Activities here are limited. Television. Cards. Smoking. Occasional structured events.
Second day, staff announce music analysis session. Optional. Who wants to participate?
I follow the group upstairs.
We settle into a room with better furniture than the ward. A facilitator plays songs, asks us to discuss what we hear. Therapy disguised as cultural appreciation.
The first song hits me before the lyrics start. I discovered this during grape harvest. Handsome Man used to sing it while we worked the vines, sun beating down, that entire world before everything fractured.
Feels like a century ago.
204 analyzes it. His interpretation catches me off guard, he's hearing things in the lyrics I never noticed.
...And not like now on Saturday evenings...
Suddenly I'm thinking about 31. About 38. Both dead now.

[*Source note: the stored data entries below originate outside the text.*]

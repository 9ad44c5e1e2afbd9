//! Request bodies for the step submissions.

use chrono::{Datelike, NaiveDate};
use serde_json::{Value, json};

use crate::config::StepDefaults;
use crate::data::{Address, Employment, PersonName};

pub const STATUS_STARTED: &str = "started";
pub const STATUS_SUBMITTED: &str = "submitted";
pub const STATUS_FINISHED: &str = "finished";
pub const STATUS_VERIFIED: &str = "verified";

pub const HOUSING_HISTORY_STEP: &str = "address";
pub const SUBMISSION_DISCLOSURE_STEP: &str = "submission_disclosure_step";

/// Contact details copied into the `personal_details` step.
pub struct Contact<'a> {
    pub name: &'a PersonName,
    pub email: &'a str,
    pub phone: &'a str,
}

/// Emergency contact listed in the `emergency_contacts` step.
pub struct EmergencyContact {
    pub name: PersonName,
    pub phone: String,
}

/// The seven personal details steps, in submission order.
pub fn personal_details_steps(
    contact: &Contact<'_>,
    emergency: &EmergencyContact,
    defaults: &StepDefaults,
) -> Vec<(&'static str, Value)> {
    vec![
        (
            "personal_details",
            json!({ "data": {
                "contact_first_name": contact.name.first,
                "contact_last_name": contact.name.last,
                "contact_middle_name": contact.name.middle,
                "contact_email": contact.email,
                "contact_phone_number": contact.phone,
            }}),
        ),
        (
            "dependents",
            json!({ "data": { "dependents": defaults.dependents } }),
        ),
        (
            "emergency_contacts",
            json!({ "data": { "emergency_contacts": [{
                "first_name": emergency.name.first,
                "last_name": emergency.name.last,
                "phone_number": emergency.phone,
                "relationship": defaults.emergency_contact_relationship,
            }]}}),
        ),
        (
            "pets",
            json!({ "data": { "do_you_have_pets": defaults.pets } }),
        ),
        (
            "vehicles",
            json!({ "data": { "do_you_have_vehicles": defaults.vehicles } }),
        ),
        (
            "military_first_responder_teacher",
            json!({ "data": {
                "are_you_military_first_responder_teacher": defaults.military_first_responder_teacher,
            }}),
        ),
        (
            "lead_source",
            json!({ "data": { "lead_source": defaults.lead_source } }),
        ),
    ]
}

/// A single own-home residence marked as current.
pub fn housing_history_payload(
    address: &Address,
    monthly_mortgage_payment: u64,
    defaults: &StepDefaults,
) -> Value {
    json!({ "data": { "address": [{
        "housing_type": defaults.housing_type,
        "own_home": {
            "address": address.full_address(),
            "address_components": {
                "address1": address.address1,
                "address2": address.address2,
                "city": address.city,
                "state": address.state,
                "zip": address.zip,
                "country": address.country,
                "county": address.county,
            },
            "current_residence": true,
            "move_in_date": "2020-01-01",
            "monthly_mortgage_payment": monthly_mortgage_payment,
            "reason_for_leaving": "Just because",
        },
    }]}})
}

pub fn self_employment_payload(employment: &Employment) -> Value {
    json!({
        "type": "self_employment",
        "start_date": employment.start_date.format("%Y-%m-%d").to_string(),
        "additional_data": {
            "company": employment.company,
            "job_title": employment.job_title,
        },
        "amount": {
            "cents": employment.monthly_salary * 100,
            "currency": "USD",
        },
        "pay_period": "monthly",
    })
}

pub fn paystub_source_payload(income_id: &str) -> Value {
    json!({ "income_id": income_id, "type": "paystub" })
}

pub fn move_in_payload(date: NaiveDate) -> Value {
    json!({ "desired_move_in_date": date.format("%Y-%m-%d").to_string() })
}

pub fn disclosure_payload(name: &PersonName, signature_asset_id: &str) -> Value {
    json!({ "data": {
        "full_name": name.signature_name(),
        "signature": signature_asset_id,
    }})
}

/// Last calendar day of the month containing `date`.
pub fn last_day_of_month(date: NaiveDate) -> NaiveDate {
    let (year, month) = if date.month() == 12 {
        (date.year() + 1, 1)
    } else {
        (date.year(), date.month() + 1)
    };
    NaiveDate::from_ymd_opt(year, month, 1)
        .and_then(|first_of_next| first_of_next.pred_opt())
        .unwrap_or(date)
}

/// Rewrite the remote application view into a final submission body.
///
/// Every `status: "started"` and `application_status: "finished"` becomes
/// `"submitted"`, at any depth. Everything else is copied unchanged.
pub fn mark_submitted(value: Value) -> Value {
    match value {
        Value::Array(items) => Value::Array(items.into_iter().map(mark_submitted).collect()),
        Value::Object(map) => Value::Object(
            map.into_iter()
                .map(|(key, value)| {
                    let replaced = match (key.as_str(), &value) {
                        ("status", Value::String(s)) if s == STATUS_STARTED => {
                            Value::String(STATUS_SUBMITTED.to_string())
                        }
                        ("application_status", Value::String(s)) if s == STATUS_FINISHED => {
                            Value::String(STATUS_SUBMITTED.to_string())
                        }
                        _ => mark_submitted(value),
                    };
                    (key, replaced)
                })
                .collect(),
        ),
        other => other,
    }
}

#[cfg(test)]
mod tests {
    use super::*;

    fn name() -> PersonName {
        PersonName {
            first: "Riley".into(),
            middle: "Jo".into(),
            last: "Hayes".into(),
        }
    }

    #[test]
    fn last_day_handles_month_lengths() {
        let d = |y, m, day| NaiveDate::from_ymd_opt(y, m, day).unwrap();
        assert_eq!(last_day_of_month(d(2024, 2, 10)), d(2024, 2, 29));
        assert_eq!(last_day_of_month(d(2023, 2, 1)), d(2023, 2, 28));
        assert_eq!(last_day_of_month(d(2025, 12, 31)), d(2025, 12, 31));
        assert_eq!(last_day_of_month(d(2025, 4, 15)), d(2025, 4, 30));
    }

    #[test]
    fn move_in_date_format() {
        let payload = move_in_payload(NaiveDate::from_ymd_opt(2025, 6, 30).unwrap());
        assert_eq!(payload, json!({"desired_move_in_date": "2025-06-30"}));
    }

    #[test]
    fn mark_submitted_rewrites_nested_statuses() {
        let view = json!({
            "application": {
                "status": "started",
                "application_status": "finished",
                "applicants": [
                    {"status": "started", "verifications": [{"status": "verified"}]},
                    {"status": "pending"}
                ],
                "note": "started"
            }
        });
        let out = mark_submitted(view);
        assert_eq!(out["application"]["status"], "submitted");
        assert_eq!(out["application"]["application_status"], "submitted");
        assert_eq!(out["application"]["applicants"][0]["status"], "submitted");
        assert_eq!(
            out["application"]["applicants"][0]["verifications"][0]["status"],
            "verified"
        );
        assert_eq!(out["application"]["applicants"][1]["status"], "pending");
        assert_eq!(out["application"]["note"], "started");
    }

    #[test]
    fn application_status_started_is_left_alone() {
        let out = mark_submitted(json!({"application_status": "started", "status": "finished"}));
        assert_eq!(out, json!({"application_status": "started", "status": "finished"}));
    }

    #[test]
    fn personal_details_cover_seven_steps_in_order() {
        let name = name();
        let contact = Contact {
            name: &name,
            email: "riley@example.test",
            phone: "5125550100",
        };
        let emergency = EmergencyContact {
            name: name.clone(),
            phone: "5125550101".into(),
        };
        let steps = personal_details_steps(&contact, &emergency, &StepDefaults::default());

        let names: Vec<_> = steps.iter().map(|(step, _)| *step).collect();
        assert_eq!(
            names,
            [
                "personal_details",
                "dependents",
                "emergency_contacts",
                "pets",
                "vehicles",
                "military_first_responder_teacher",
                "lead_source"
            ]
        );
        assert_eq!(steps[0].1["data"]["contact_email"], "riley@example.test");
        assert_eq!(steps[2].1["data"]["emergency_contacts"][0]["relationship"], "Other");
        assert_eq!(steps[6].1["data"]["lead_source"], "Google");
    }

    #[test]
    fn disclosure_uses_signature_name() {
        let payload = disclosure_payload(&name(), "gid://asset/9");
        assert_eq!(payload["data"]["full_name"], "Riley J. Hayes");
        assert_eq!(payload["data"]["signature"], "gid://asset/9");
    }

    #[test]
    fn self_employment_amount_in_cents() {
        let employment = Employment {
            company: "Blue Harbor Labs".into(),
            job_title: "Designer".into(),
            start_date: NaiveDate::from_ymd_opt(2019, 3, 4).unwrap(),
            monthly_salary: 4500,
        };
        let payload = self_employment_payload(&employment);
        assert_eq!(payload["amount"]["cents"], 450_000);
        assert_eq!(payload["start_date"], "2019-03-04");
        assert_eq!(payload["type"], "self_employment");
    }
}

Life in a room with 31. Saturday evenings drinking wine with 38. All those moments that felt eternal but weren't.
Tears come before I can stop them. They're not coming back. That reality finally completes its calculation in my chest.
But 204 continues his analysis. He focuses on different lines:
...A flower can grow from this love I have for you...
He talks about future love, relationships built without judgment of past; two people meeting beyond their histories, creating something new from accumulated damage.
I think about Handsome Man, messages I still don't fully understand, whether redemption exists for people like us.
204 must be connected to The Whole. Friend of Handsome Man's, maybe. Placed here to watch me, help me decode my own life. The analysis feels too precise to be random. He's teaching me something, showing me routes I can't see alone.
The session ends. We return to the ward. 115 immediately wants my reaction, did I like it? What did I think? She vibrates with social energy that exhausts me.
"It was good," I tell her. True enough.
I seek for 204’s on the web, sure to find an actor, but there are too many namesakes, a none an actor.
Evening medication arrives on schedule. I swallow pills that blur sharp edges, soften the day's accumulation, I'll sleep without dreams.